他見陳辭再次鼓搗起茶壺和茶杯,心頭壓力驟增,認定對方是不滿意剛剛的出價。
急忙解釋道:“陳領主,景峰領只是個小領地,除了糧食實在沒有甚麼特產。
上貢十萬噸已經是領地極限,餘下就剩點口糧,著實不值一提,要不我再把庫存的魔晶給您做個添頭?”
氣氛再次靜默了片刻。
咕嚕咕嚕~
茶壺的水開了,陳辭將茶水緩緩倒入杯中,嘩嘩作響。
景榮額頭冒出了細密汗珠,他現在方才知道冷暴力遠比嘲諷辱罵更難以接受,俗話說討價還價,如果不滿意你倒是還一下價啊!
“陳領主我所說沒有半點虛言,您如若不信大可以派人前往景峰領檢視,也可以等永鳴使者考察後再商談贖金細則,糧食、布匹、礦產乃至美人,但凡所求均可細談。”
景榮自暴自棄地說著,終究是接受了現實,要用大出血換取生存機會。
蕭火在旁看的目瞪口呆且大受震撼。
老大做了甚麼?就鼓搗鼓搗茶壺茶杯。
結果是甚麼?對方繳械投降了,甚至說出了納現美人的話。
敬文則是神情悲憤,君辱臣死,領主如此低三下四,是所有景峰領人的恥辱,比自己受辱更難以接受,可他也無力做甚麼,就連開口都不能。
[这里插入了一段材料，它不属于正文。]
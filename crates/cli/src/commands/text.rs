//! Free-text commands.

use clap::Args;
use promter_core::{AppResult, PrompterOptions};
use promter_prompt::{PromptBackend, Prompter};

use super::Answer;

/// Ask for non-empty text
#[derive(Args, Debug)]
pub struct TextCommand {
    /// Label shown to the user
    pub label: String,

    /// Value used when the input is left blank
    #[arg(short, long)]
    pub default: Option<String>,
}

impl TextCommand {
    pub fn execute<B: PromptBackend>(&self, prompter: &mut Prompter<B>) -> AppResult<Answer> {
        tracing::debug!("Text options: {:?}", self);

        let value = match &self.default {
            Some(default) => {
                prompter.text_with_default(&self.label, default, PrompterOptions::default())?
            }
            None => prompter.text(&self.label, PrompterOptions::default())?,
        };
        Ok(Answer::text(value))
    }
}

/// Ask for text that may be left empty
#[derive(Args, Debug)]
pub struct OptionalTextCommand {
    /// Label shown to the user
    pub label: String,

    /// Value used when the input is left blank
    #[arg(short, long)]
    pub default: Option<String>,
}

impl OptionalTextCommand {
    pub fn execute<B: PromptBackend>(&self, prompter: &mut Prompter<B>) -> AppResult<Answer> {
        tracing::debug!("Optional text options: {:?}", self);

        let value = match &self.default {
            Some(default) => prompter.optional_text_with_default(
                &self.label,
                default,
                PrompterOptions::default(),
            )?,
            None => prompter.optional_text(&self.label, PrompterOptions::default())?,
        };
        Ok(Answer::text(value))
    }
}
//! Scenario tests for `Prompter`, driven by an in-memory backend.


use std::collections::VecDeque;

use promter_core::{AppError, AppResult};

use crate::backend::{LineValidator, PromptBackend};

/// One scripted answer.
#[derive(Debug, Clone)]
pub(crate) enum Answer {
    /// A submitted line; run through the validator
    Line(String),
    /// A selected index
    Choice(usize),
    /// The widget itself fails
    Fail(String),
}

pub(crate) fn line(text: &str) -> Answer {
    Answer::Line(text.to_string())
}

/// Backend replaying queued answers.
///
/// A line that the validator rejects is returned as a validation error, as a
/// widget that gives up on invalid input would.
#[derive(Debug, Default)]
pub(crate) struct ScriptedBackend {
    answers: VecDeque<Answer>,
    pub line_calls: usize,
    pub select_calls: usize,
    pub labels: Vec<String>,
}

impl ScriptedBackend {
    pub fn new(answers: impl IntoIterator<Item = Answer>) -> Self {
        Self {
            answers: answers.into_iter().collect(),
            ..Self::default()
        }
    }

    pub fn push(&mut self, answer: Answer) {
        self.answers.push_back(answer);
    }

    pub fn calls(&self) -> usize {
        self.line_calls + self.select_calls
    }

    fn next(&mut self, label: &str) -> AppResult<Answer> {
        self.labels.push(label.to_string());
        self.answers
            .pop_front()
            .ok_or_else(|| AppError::Input("script exhausted".to_string()))
    }
}

impl PromptBackend for ScriptedBackend {
    fn run_select(&mut self, label: &str, items: &[String]) -> AppResult<usize> {
        self.select_calls += 1;
        match self.next(label)? {
            Answer::Choice(index) if index < items.len() => Ok(index),
            Answer::Choice(index) => Err(AppError::Input(format!("no item {}", index))),
            Answer::Fail(message) => Err(AppError::Input(message)),
            Answer::Line(_) => Err(AppError::Input("expected a choice".to_string())),
        }
    }

    fn run_line(&mut self, label: &str, validate: LineValidator<'_>) -> AppResult<String> {
        self.line_calls += 1;
        match self.next(label)? {
            Answer::Line(text) => {
                validate(text.as_str())?;
                Ok(text)
            }
            Answer::Fail(message) => Err(AppError::Input(message)),
            Answer::Choice(_) => Err(AppError::Input("expected a line".to_string())),
        }
    }
}
//! Promter CLI
//!
//! Main entry point for the promter command-line tool.
//! Asks one interactive question and prints the answer to stdout, so shell
//! scripts can collect typed, validated input.

mod commands;

use clap::{Parser, Subcommand};
use commands::{
    Answer, OptionalTextCommand, SelectCommand, TextCommand, UrlCommand, YesNoCommand,
};
use promter_core::{config::AppConfig, logging, AppResult};
use promter_prompt::{PromptBackend, Prompter};
use std::path::PathBuf;

/// Promter - typed interactive prompts for shell scripts
#[derive(Parser, Debug)]
#[command(name = "promter")]
#[command(about = "Typed interactive prompts with defaults and retries", long_about = None)]
#[command(version)]
struct Cli {
    /// Path to config file (default: .promter/config.yaml)
    #[arg(short, long, global = true, env = "PROMTER_CONFIG")]
    config: Option<PathBuf>,

    /// Log level (error, warn, info, debug, trace)
    #[arg(long, global = true, env = "RUST_LOG")]
    log_level: Option<String>,

    /// Enable verbose output (sets log level to debug)
    #[arg(short, long, global = true)]
    verbose: bool,

    /// Disable colored output
    #[arg(long, global = true, env = "NO_COLOR")]
    no_color: bool,

    /// Return the first failure instead of asking again
    #[arg(long, global = true)]
    no_retries: bool,

    /// Print the answer as JSON
    #[arg(long, global = true)]
    json: bool,

    #[command(subcommand)]
    command: Commands,
}

#[derive(Subcommand, Debug)]
enum Commands {
    /// Ask a Yes/No question
    YesNo(YesNoCommand),

    /// Pick one item from a list
    Select(SelectCommand),

    /// Ask for non-empty text
    Text(TextCommand),

    /// Ask for text that may be left empty
    OptionalText(OptionalTextCommand),

    /// Ask for an http(s) URL
    Url(UrlCommand),
}

impl Commands {
    fn name(&self) -> &'static str {
        match self {
            Commands::YesNo(_) => "yes-no",
            Commands::Select(_) => "select",
            Commands::Text(_) => "text",
            Commands::OptionalText(_) => "optional-text",
            Commands::Url(_) => "url",
        }
    }

    fn execute<B: PromptBackend>(&self, prompter: &mut Prompter<B>) -> AppResult<Answer> {
        match self {
            Commands::YesNo(cmd) => cmd.execute(prompter),
            Commands::Select(cmd) => cmd.execute(prompter),
            Commands::Text(cmd) => cmd.execute(prompter),
            Commands::OptionalText(cmd) => cmd.execute(prompter),
            Commands::Url(cmd) => cmd.execute(prompter),
        }
    }
}

fn main() -> AppResult<()> {
    // Parse command-line arguments first (needed for logging config)
    let cli = Cli::parse();

    // Load configuration from file and environment
    let config = AppConfig::load(cli.config.as_deref())?;

    // Apply CLI overrides
    let config = config.with_overrides(cli.log_level, cli.verbose, cli.no_color, cli.no_retries);

    // Initialize logging with final configuration
    logging::init_logging(config.log_level.as_deref(), config.no_color)?;

    tracing::debug!("Config file: {:?}", config.config_file);
    tracing::debug!("Retries enabled: {}", config.prompter.handle_retries());

    let _span = tracing::info_span!("command", name = cli.command.name()).entered();

    let mut prompter = Prompter::from_config(&config);
    let result = cli
        .command
        .execute(&mut prompter)
        .and_then(|answer| answer.render(cli.json));

    match &result {
        Ok(output) => {
            println!("{}", output);
            tracing::debug!("Command completed successfully");
        }
        Err(e) => tracing::error!("Command failed: {}", e),
    }

    result.map(|_| ())
}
陳辭將斟滿茶水的杯子輕輕放到景榮面前,輕嘆一聲:“你真是誤會了,我是好人,不是掠奪者。”
“是是是,您當然是好人,東西都是我們景峰領自願上貢,跟掠奪威脅沒有丁點關係。”
景榮露出一副“你說的我都懂”的表情,暗歎怪不得沒有聽說誰被永鳴領打劫過,原來對方掛著牌坊。
陳辭都不用思考,打眼一瞧就明白對面根本沒有聽進去,搖了搖頭放棄叫醒這個裝睡的人,直入主題道:“我有些事情要請教景領主,只要你簽下此契約然後如實相告,景峰領便是永鳴領的朋友。”
說罷,將一張早已擬訂好的銀色契約放到四方桌上。
景榮瞅了瞅陳辭,又低頭看了看契約紙,有些遲疑,這是要讓他籤賣身契長期控制嗎?胃口未免太大了吧?
“陳領主,您這有些不合規矩,掠奪一向是單次結算,可不興找長期飯票。”
大出血一次就得了,怎麼還想持續放血呢?
“你先看看內容再說。”陳辭端起杯子輕抿茶水。
景榮遲疑了數秒,還是拿起契約紙檢視上面的“不平等條約”,片刻後眼睛驟然大睜。
契約內容雖然不平等,但並不是想象中的那些控制榨油的手段,而只要求景峰領對今日之事保密,並對稍後問題如實回答。
條約簡單到令景榮懷疑陳辭在戲弄著他玩。
難以置信的脫口而出:“陳領主,上面所寫是真?”
“哼,你我素不相識,我沒有時間也沒有興趣與你逗樂。”
儘管陳辭說的很不客氣,可在景榮聽來卻是天籟之音,彷彿從地獄重回了人間。
他忙不迭賠笑:“是是是,是我想多了,誤會了…我就說嘛,行商永鳴是何等的實力雄厚財大氣粗,怎麼會做掠奪搶劫這等下三濫的勾當。”
激動之餘,他又有些上頭,你說你打聽事情就打聽事情,為甚麼要強行摩擦景峰領呢?剛剛見面為甚麼不直接說呢?弄的他骨頭都軟了啊。
不過景榮縱使怨氣沖天,可也不敢向陳辭表露,還得賠著笑臉。
心裡只能將此事記在屬下頭上,如果不是那些傢伙總暗示要大放血,他怎麼會說出那番喪權辱國之言,沒錯,就怪他們!
陳辭不知道對方的心路歷程,催促道:“行了,趕緊簽字,我提前提醒你,違約懲罰非常重,不要拿自己的小命開玩笑。”
“自然,自然,您但有所問我知無不言,我也會將今日所聽所言所見爛在肚子裡,今日之後你我素未謀面。”
景榮說著劃破手指,將鮮血滴在契約紙上。
超凡契約簽署,可以接受精神烙印、真名簽字和滴血確認等方式,最簡單、最直接、最不容易作假的便是滴血確認。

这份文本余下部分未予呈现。